APRS and environmental NGOs from across the UK have written an open letter urging the Prime Minister to grant an exemption to the Internal Markets Act and include glass in England’s Deposit Return Scheme. The English system is due to launch in October 2025.
Thursday May 18th 2023
Dear Prime Minister,
As charities working to protect the environment across the UK, we warmly welcomed the announcement earlier this year from your colleague, the Secretary of State for Environment, Food and Rural Affairs, that England, Wales and Northern Ireland would adopt a deposit return system for drinks cans and bottles from 1st October 2025.
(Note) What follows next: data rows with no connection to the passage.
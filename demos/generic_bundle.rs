//! Example: Generic Bundles
//!
//! A class whose methods share placeholders. Binding on the bundle binds every
//! method that still needs it, and the bundle name tracks what is bound.
//! Only `fill` gets a kernel, so `shift` stays prepared but never compiled.
//!
//! Run with: cargo run --example generic_bundle

use std::sync::Arc;

use turbo_specialize::{
    Array, CompileContext, Engine, GenericRegistry, InstanceSpecialized, KernelCompiler, NativeError, NativeFn,
    Object, Placeholder, ScalarType, TurboConfig, Value,
};

const SOURCE: &str = "
class Buffer(generic):

    @turbo(types = dict(self = dict(data = [T], count = np.uint32), v = T, i = np.uint32))
    def fill(self, v):
        for i in range(self.count):
            self.data[i] = v

    @turbo(types = dict(self = dict(data = [T], count = np.uint32), i = np.uint32, k = U))
    def shift(self):
        for i in range(self.count):
            self.data[i] += k
";

fn fill_kernel() -> NativeFn {
    Arc::new(|args: &mut [Value]| {
        let v = args[1].as_number().map(|n| n.as_f64()).unwrap_or_default();
        match &mut args[0] {
            Value::Object(object) => {
                if let Some(Value::Array(data)) = object.fields.get_mut("data") {
                    data.data.iter_mut().for_each(|x| *x = v);
                }
                Ok(Value::None)
            }
            other => Err(NativeError::Kernel(format!("fill expects an object, got {}", other.kind()))),
        }
    })
}

fn main() {
    env_logger::init();
    println!("=== Generic Bundle Example ===\n");

    let dir = tempfile::tempdir().unwrap();
    let compiler = KernelCompiler::new().with_kernel("fill", fill_kernel());
    let engine = Engine::new(
        TurboConfig::default().with_output_root(dir.path()),
        Arc::new(compiler),
    );
    let ctx = CompileContext::new();
    let mut declared = engine.declare_source(&ctx, "buffers", SOURCE).unwrap();
    let registry = GenericRegistry::new();
    let buffer = registry.register(declared.classes.remove("Buffer").unwrap());
    println!("Declared: {}", buffer.name());

    // Prepare only: each unit compiles on its first call
    let float_buffer = {
        let _scope = ctx.no_compile();
        let with_shift = registry.bind(&ctx, &buffer, Placeholder::U, 4i64).unwrap();
        println!("Bound U: {}", with_shift.name());
        let float_buffer = registry.bind(&ctx, &with_shift, Placeholder::T, ScalarType::Float64).unwrap();
        println!("Bound T: {}", float_buffer.name());
        float_buffer
    };
    for (name, member) in float_buffer.members() {
        let function = member.as_complete().map(|c| c.function_name().to_string());
        println!("  {} -> {}", name, function.unwrap_or_else(|| "partial".into()));
    }

    let instance = Object::new()
        .with("data", Array::zeros(ScalarType::Float64, &[4]).into())
        .with("count", Value::int(4));
    let mut fill = float_buffer.member("fill").unwrap().bind_instance(instance.into());
    fill.call(&ctx, &mut [Value::float(1.5)]).unwrap();
    if let InstanceSpecialized::Complete(method) = &fill {
        println!("\nAfter {}(1.5):", method.complete().function_name());
    }
    let data = fill.instance().as_object().unwrap().field("data").unwrap();
    println!("data = {:?}", data.as_array().unwrap().data);
}
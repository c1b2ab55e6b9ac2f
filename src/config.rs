//! Engine configuration

use std::path::{Path, PathBuf};

use serde::{Deserialize, Serialize};

use crate::error::{TurboError, TurboResult};

/// Where artifacts go and how generated lines end
#[derive(Debug, Clone, PartialEq, Serialize, Deserialize)]
#[serde(default)]
pub struct TurboConfig {
    /// Directory beneath which `<module>_turbo/` is created
    pub output_root: PathBuf,
    /// Line terminator of generated text
    pub eol: String,
}

impl Default for TurboConfig {
    fn default() -> Self {
        Self {
            output_root: PathBuf::from("."),
            eol: "\n".to_string(),
        }
    }
}

impl TurboConfig {
    pub fn with_output_root(mut self, root: impl Into<PathBuf>) -> Self {
        self.output_root = root.into();
        self
    }

    /// Read a JSON config file, missing keys take their defaults
    pub fn load(path: &Path) -> TurboResult<Self> {
        let text = std::fs::read_to_string(path).map_err(|e| TurboError::io(path, e))?;
        let config: TurboConfig = serde_json::from_str(&text)
            .map_err(|e| TurboError::config(format!("{}: {}", path.display(), e)))?;
        if !matches!(config.eol.as_str(), "\n" | "\r\n" | "\r") {
            return Err(TurboError::config(format!("unsupported eol {:?}", config.eol)));
        }
        Ok(config)
    }
}
//! Source synthesis for compiled units
//!
//! Builds the text of one unit from a declaration and a fully bound variant:
//! one function per group variant, each made of its signature, `cdef`
//! declarations, `DEF` constants and the unrolled body.

use std::collections::HashSet;

use crate::decorated::Decorated;
use crate::error::{TurboError, TurboResult};
use crate::native::{ParamKind, Signature};
use crate::typespec::{CDef, TypeSpec};
use crate::types::ConstValue;
use crate::unroll::unroll;
use crate::variant::Variant;

pub const HEADER: &str = "# cython: language_level=3\n\ncimport numpy as np\nimport cython\n";

pub const PYXBLD: &str = "from distutils.extension import Extension
import numpy as np

def make_ext(name, source):
    return Extension(name, [source], include_dirs = [np.get_include()])
";

const DECORATORS: [&str; 2] = [
    "@cython.boundscheck(False)",
    "@cython.cdivision(True) # Don't check for divide-by-zero.",
];

/// Code generator for one target dialect
pub struct CodeGenerator {
    eol: String,
}

impl CodeGenerator {
    pub fn new(eol: impl Into<String>) -> Self {
        Self { eol: eol.into() }
    }

    fn with_eol(&self, text: &str) -> String {
        if self.eol == "\n" {
            text.to_string()
        } else {
            text.replace('\n', &self.eol)
        }
    }

    /// Build description accompanying every unit
    pub fn build_text(&self) -> String {
        self.with_eol(PYXBLD)
    }

    /// Whole unit: header, then one function per variant sharing the unit
    pub fn unit_text(&self, decorated: &Decorated, variant: &Variant) -> TurboResult<String> {
        let mut text = self.with_eol(HEADER);
        for member in variant.group_variants(decorated.groups()) {
            text.push_str(&self.function_text(decorated, &member)?);
        }
        Ok(text)
    }

    /// One specialized function
    pub fn function_text(&self, decorated: &Decorated, variant: &Variant) -> TurboResult<String> {
        let suffix = variant.complete_suffix()?;

        let mut params = Vec::new();
        let mut decls: Vec<CDef> = Vec::new();
        for name in decorated.param_names() {
            let spec = spec_of(decorated, name)?;
            params.push(spec.param_decl(variant, name)?);
            decls.extend(spec.local_decls(variant, name, true)?);
        }
        let declared: HashSet<String> = params
            .iter()
            .chain(decls.iter())
            .map(|d| d.name.clone())
            .collect();
        for name in decorated.local_names() {
            if !declared.contains(name) {
                decls.extend(spec_of(decorated, name)?.local_decls(variant, name, false)?);
            }
        }

        let consts = self.consts(decorated, variant)?;
        let defs: Vec<String> = consts
            .iter()
            .map(|(name, value)| format!("DEF {} = {}", name, value.repr()))
            .collect();
        let body = unroll(decorated.body(), &consts.into_iter().collect())?;

        let mut text = String::from("\n");
        for decorator in DECORATORS {
            text.push_str(decorator);
            text.push('\n');
        }
        let cparams: Vec<String> = params.iter().map(ToString::to_string).collect();
        text.push_str(&format!("def {}{}({}):\n", decorated.name(), suffix, cparams.join(", ")));
        for line in decls.iter().map(ToString::to_string).chain(defs) {
            text.push_str(decorated.body_indent());
            text.push_str(&line);
            text.push('\n');
        }
        text.push_str(&body);
        Ok(self.with_eol(&text))
    }

    /// Constant names with the values the variant binds them to, in declaration order
    fn consts(&self, decorated: &Decorated, variant: &Variant) -> TurboResult<Vec<(String, ConstValue)>> {
        decorated
            .const_names()
            .iter()
            .map(|name| Ok((name.clone(), spec_of(decorated, name)?.resolved_obj(variant, name)?)))
            .collect()
    }

    /// Argument policy the compiled function enforces
    pub fn signature(&self, decorated: &Decorated, variant: &Variant) -> TurboResult<Signature> {
        let suffix = variant.complete_suffix()?;
        let params = decorated
            .param_names()
            .iter()
            .map(|name| param_kind(spec_of(decorated, name)?, variant))
            .collect::<TurboResult<_>>()?;
        Ok(Signature {
            function: format!("{}{}", decorated.name(), suffix),
            params,
        })
    }
}

fn spec_of<'a>(decorated: &'a Decorated, name: &str) -> TurboResult<&'a TypeSpec> {
    decorated.spec(name).ok_or_else(|| TurboError::untyped(name))
}

fn param_kind(spec: &TypeSpec, variant: &Variant) -> TurboResult<ParamKind> {
    Ok(match spec {
        TypeSpec::Scalar(element) => ParamKind::Scalar(element.resolved(variant)?.scalar_type()?),
        TypeSpec::Array { element, ndim } => ParamKind::Array {
            dtype: element.resolved(variant)?.scalar_type()?,
            ndim: *ndim,
        },
        TypeSpec::Composite(fields) => ParamKind::Object(
            fields
                .iter()
                .map(|(name, field)| Ok((name.clone(), param_kind(field, variant)?)))
                .collect::<TurboResult<_>>()?,
        ),
    })
}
This measure remains the single most effective policy tool available to reduce litter in our towns and countryside, and is successfully used by hundreds of millions of people across the world every day. The positive difference it will make here will be obvious almost immediately, as it has been elsewhere.
Experience in other countries shows that deposit return may launch with minor teething problems, but, even where that applies, this approach has very quickly proved both popular and effective. For example, a year after the Slovakian system launched, a poll showed 77% satisfaction with it.
The timescale for the roll-out of deposit return for England, Wales and Northern Ireland is ambitious but feasible, and aligned with roll-out timelines of other recent systems. It will be greatly assisted by the March 2024 launch of the Scottish system, which will benefit the whole of the UK by allowing both retailers and producers to iron out any remaining issues ahead of the later systems, especially with labelling and infrastructure installation.
Businesses have already invested hundreds of millions of pounds in preparedness for the Scottish system, and would be substantially out of pocket if the launch date was changed again. Despite the difficulties the Scottish Government has encountered since their regulations were passed in 2020, the system is now almost ready to launch. People across Scotland can already see reverse vending machines (which will collect returned cans and bottles) as they do their weekly shops, and interest is growing.
The rollout of deposit return in Scotland in March 2024 will require an Internal Market Act exemption which we know is under discussion across Whitehall. Such an exemption will protect the substantial investment industry has already made in Scotland and ensure we start to see the environmental benefits as soon as possible.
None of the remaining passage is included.